TLDR: Just make these changes:

from apex import amp
# add this after net and optimizer are defined:
net, optimizer = amp.initialize(net, optimizer, opt_level='O1')
# replace 'loss.backward()' with this:
with amp.scale_loss(loss, optimizer) as scaled_loss:
    scaled_loss.backward()

Background

I have a Turing GPU, which contains hardware optimized for efficient FP16 (half-precision floating point) processing. This is useful because gpu memory is often a bottleneck in deep learning - doubling the size of a network or doubling batch size can have a sizable impact. It’s been shown that reducing the precision of neural network operations often has minimal impact on performance, so switching to half-precision can in theory be a free upgrade. As an example, in a small test training session, at the default FP32, I have ~5 GB gpu memory being used. Training for 1 epoch takes 160 seconds, and results in a training loss of 0.02.

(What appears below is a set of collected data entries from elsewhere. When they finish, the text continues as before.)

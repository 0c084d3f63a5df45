//! Ability catalogue storage and lookup.
//!
//! The `AbilityStore` holds every ability definition, keyed by name. The
//! catalogue is a JSON object mapping ability name to definition; it is
//! loaded at startup and replaced wholesale on reload, so abilities may be
//! added or removed between runs without any migration.

use std::collections::BTreeMap;
use std::path::Path;

use tracing::{info, warn};

use crate::core::{EngineError, Result};
use crate::grammar::{unknown_conditions, unknown_effects};
use crate::triggers::TriggerKind;

use super::definition::{AbilityDefinition, LevelDefinition, Slot};

/// Registry of ability definitions.
///
/// ## Example
///
/// ```
/// use enchant_engine::abilities::{AbilityDefinition, AbilityStore, LevelDefinition, Slot};
/// use enchant_engine::triggers::TriggerKind;
///
/// let mut store = AbilityStore::new();
/// store
///     .insert(
///         AbilityDefinition::new("Haste", Slot::Held, TriggerKind::Passive)
///             .with_level(1, LevelDefinition::new(100, &["POTION:HASTE:1:5"])),
///     )
///     .unwrap();
///
/// assert!(store.get("haste").is_some());
/// assert_eq!(store.listening_to(TriggerKind::Passive).count(), 1);
/// ```
#[derive(Clone, Debug, Default)]
pub struct AbilityStore {
    abilities: BTreeMap<String, AbilityDefinition>,
}

impl AbilityStore {
    /// Create an empty store.
    #[must_use]
    pub fn new() -> Self {
        Self::default()
    }

    /// The built-in catalogue written on first start.
    #[must_use]
    pub fn with_defaults() -> Self {
        let mut speed = (1..=3).fold(
            AbilityDefinition::new("Speed", Slot::Boots, TriggerKind::Passive)
                .with_description("Gives you an unlimited Speed effect"),
            |ability, level| {
                let effect = format!("POTION:SPEED:{level}:100");
                ability.with_level(level, LevelDefinition::new(100, &[effect.as_str()]))
            },
        );
        speed.display_name = "&7Speed".to_string();

        let mut store = Self::new();
        store.abilities.insert(speed.name.clone(), speed);
        store
    }

    /// Add or replace one ability after validating it.
    pub fn insert(&mut self, ability: AbilityDefinition) -> Result<()> {
        ability.validate()?;
        warn_unknown_names(&ability);
        self.abilities.insert(ability.name.clone(), ability);
        Ok(())
    }

    /// Remove an ability by exact name.
    pub fn remove(&mut self, name: &str) -> Option<AbilityDefinition> {
        self.abilities.remove(name)
    }

    /// Look up an ability; exact name first, then ignoring case.
    #[must_use]
    pub fn get(&self, name: &str) -> Option<&AbilityDefinition> {
        self.abilities.get(name).or_else(|| {
            self.abilities
                .values()
                .find(|a| a.name.eq_ignore_ascii_case(name))
        })
    }

    /// All abilities, ordered by name.
    pub fn iter(&self) -> impl Iterator<Item = &AbilityDefinition> {
        self.abilities.values()
    }

    pub fn names(&self) -> impl Iterator<Item = &str> {
        self.abilities.keys().map(String::as_str)
    }

    /// Abilities an event of this kind makes eligible.
    pub fn listening_to(&self, trigger: TriggerKind) -> impl Iterator<Item = &AbilityDefinition> {
        self.abilities.values().filter(move |a| a.listens_to(trigger))
    }

    /// Abilities sold under a tier (case-insensitive).
    pub fn in_tier<'a>(&'a self, tier: &'a str) -> impl Iterator<Item = &'a AbilityDefinition> {
        self.abilities
            .values()
            .filter(move |a| a.tier.eq_ignore_ascii_case(tier))
    }

    #[must_use]
    pub fn len(&self) -> usize {
        self.abilities.len()
    }

    #[must_use]
    pub fn is_empty(&self) -> bool {
        self.abilities.is_empty()
    }

    /// Parse a catalogue from JSON text.
    pub fn from_json(text: &str) -> Result<Self> {
        let raw: BTreeMap<String, AbilityDefinition> = serde_json::from_str(text)?;
        let mut store = Self::new();
        for (name, mut ability) in raw {
            ability.name = name;
            if ability.display_name.is_empty() {
                ability.display_name = ability.name.clone();
            }
            store.insert(ability)?;
        }
        Ok(store)
    }

    /// Serialize the catalogue as pretty JSON.
    pub fn to_json(&self) -> Result<String> {
        Ok(serde_json::to_string_pretty(&self.abilities)?)
    }

    /// Load a catalogue file.
    pub fn load(path: impl AsRef<Path>) -> Result<Self> {
        let path = path.as_ref();
        let text = std::fs::read_to_string(path).map_err(|e| EngineError::io(path, e))?;
        let store = Self::from_json(&text)?;
        info!(path = %path.display(), abilities = store.len(), "ability catalogue loaded");
        Ok(store)
    }

    /// Load a catalogue file, writing the built-in catalogue first if the
    /// file does not exist.
    pub fn load_or_init(path: impl AsRef<Path>) -> Result<Self> {
        let path = path.as_ref();
        if !path.exists() {
            let defaults = Self::with_defaults();
            defaults.save(path)?;
            info!(path = %path.display(), "wrote default ability catalogue");
            return Ok(defaults);
        }
        Self::load(path)
    }

    pub fn save(&self, path: impl AsRef<Path>) -> Result<()> {
        let path = path.as_ref();
        if let Some(parent) = path.parent().filter(|p| !p.as_os_str().is_empty()) {
            std::fs::create_dir_all(parent).map_err(|e| EngineError::io(parent, e))?;
        }
        std::fs::write(path, self.to_json()?).map_err(|e| EngineError::io(path, e))
    }

    /// Replace the whole catalogue from a file.
    ///
    /// On error the current catalogue is left untouched.
    pub fn reload(&mut self, path: impl AsRef<Path>) -> Result<usize> {
        *self = Self::load(path)?;
        Ok(self.len())
    }
}

fn warn_unknown_names(ability: &AbilityDefinition) {
    for (level, definition) in &ability.levels {
        for name in unknown_effects(&definition.effects) {
            warn!(ability = %ability.name, level = *level, effect = name, "unknown effect will be ignored");
        }
        for name in unknown_conditions(&definition.conditions) {
            warn!(ability = %ability.name, level = *level, condition = name, "unknown condition always passes");
        }
    }
}

#[cfg(test)]
mod tests {
    use super::*;

    #[test]
    fn test_defaults() {
        let store = AbilityStore::with_defaults();
        let speed = store.get("Speed").unwrap();
        assert_eq!(speed.slot, Slot::Boots);
        assert_eq!(speed.max_level(), 3);
        assert_eq!(speed.level(2).unwrap().effects[0].as_str(), "POTION:SPEED:2:100");
        assert!(speed.validate().is_ok());
    }

    #[test]
    fn test_get_ignores_case() {
        let store = AbilityStore::with_defaults();
        assert!(store.get("speed").is_some());
        assert!(store.get("SPEED").is_some());
        assert!(store.get("Haste").is_none());
    }

    #[test]
    fn test_from_json_sets_names() {
        let store = AbilityStore::from_json(
            r#"{ "Blaze": { "slot": "HELD", "trigger": "ON_HIT", "tier": "Elite",
                 "levels": { "1": { "chance": 25, "effects": ["FIRE:3"] } } } }"#,
        )
        .unwrap();
        let blaze = store.get("Blaze").unwrap();
        assert_eq!(blaze.name, "Blaze");
        assert_eq!(blaze.display_name, "Blaze");
        assert_eq!(store.in_tier("elite").count(), 1);
        assert_eq!(store.in_tier("Common").count(), 0);
    }

    #[test]
    fn test_from_json_rejects_gaps() {
        let err = AbilityStore::from_json(
            r#"{ "Broken": { "slot": "ANY", "trigger": "ON_HIT",
                 "levels": { "2": { "chance": 25 } } } }"#,
        )
        .unwrap_err();
        assert!(matches!(err, EngineError::InvalidCatalogue { ref ability, .. } if ability == "Broken"));
    }

    #[test]
    fn test_unknown_names_still_load() {
        let store = AbilityStore::from_json(
            r#"{ "Future": { "slot": "ANY", "trigger": "ON_KILL",
                 "levels": { "1": { "chance": 50, "effects": ["SUMMON:DRAGON"], "conditions": ["MOON:FULL"] } } } }"#,
        )
        .unwrap();
        assert_eq!(store.len(), 1);
    }

    #[test]
    fn test_listening_to() {
        let mut store = AbilityStore::with_defaults();
        store
            .insert(
                AbilityDefinition::new("Blaze", Slot::Held, TriggerKind::OnHit)
                    .with_level(1, LevelDefinition::new(10, &["FIRE:1"])),
            )
            .unwrap();

        let passive: Vec<&str> = store
            .listening_to(TriggerKind::Passive)
            .map(|a| a.name.as_str())
            .collect();
        assert_eq!(passive, vec!["Speed"]);
        assert_eq!(store.listening_to(TriggerKind::OnHit).count(), 1);
        assert_eq!(store.listening_to(TriggerKind::OnKill).count(), 0);
    }

    #[test]
    fn test_json_round_trip() {
        let store = AbilityStore::with_defaults();
        let restored = AbilityStore::from_json(&store.to_json().unwrap()).unwrap();
        assert_eq!(restored.get("Speed"), store.get("Speed"));
    }
}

In PyTorch, switching to half-precision is as simple as

net.half()
half_tensor = tensor.half() # cast to half_tensors as needed before inputting to network

And indeed, with these changes, memory usage is now ~3 GB. But…

Epoch [1/1], Step[10/255], Loss: nan
Epoch [1/1], Step[20/255], Loss: nan
...

As it turns out, while the network itself may not need much precision, the training process does. In this case, some computation within our loss function or our optimizer is becoming numerically unstable, leading to divide-by-zeros. Some stack overflow searching suggests that modifying the epsilon values used by optimizers and batch norm layers could help, but I had no luck there. Instead, let’s consider mixed-precision, using higher precision for computations that need it, and lower precision elsewhere.

APEX

Enter APEX - this library from Nvidia does all the work under-the-hood needed to train a network using mixed-precision operations. In other words, it knows which operations can get away with switching to FP16, and which ones should be done in FP32, and handles the data management accordingly. It’s able to do this quite seamlessly by just monkey-patching over PyTorch functions as needed.

APEX advertises itself as only needing 3 lines of code to set up. I found there was a slight additional step, in that building it requires a version of CUDA installed that matches the exact version of CUDA used by PyTorch, and my local CUDA was a little out of date. Once I remedied that though, I did indeed just make the changes above.

By the way, O1 is the recommended/default amount of mixed precision. O0 reverts back to normal FP32, O2 is another mixed precision setting, and O3 is basically FP16.

After making the above changes and kicking off a new training run, I find memory usage equivalent to FP16. Training for 1 epoch takes a little longer at 170 seconds, and still reaches 0.02 loss. Perhaps the runtime might wash out given a larger/longer training session. Either way though, the 50% extra memory overhead is quite nice, and opens up more possibilities for local training on my own hardware.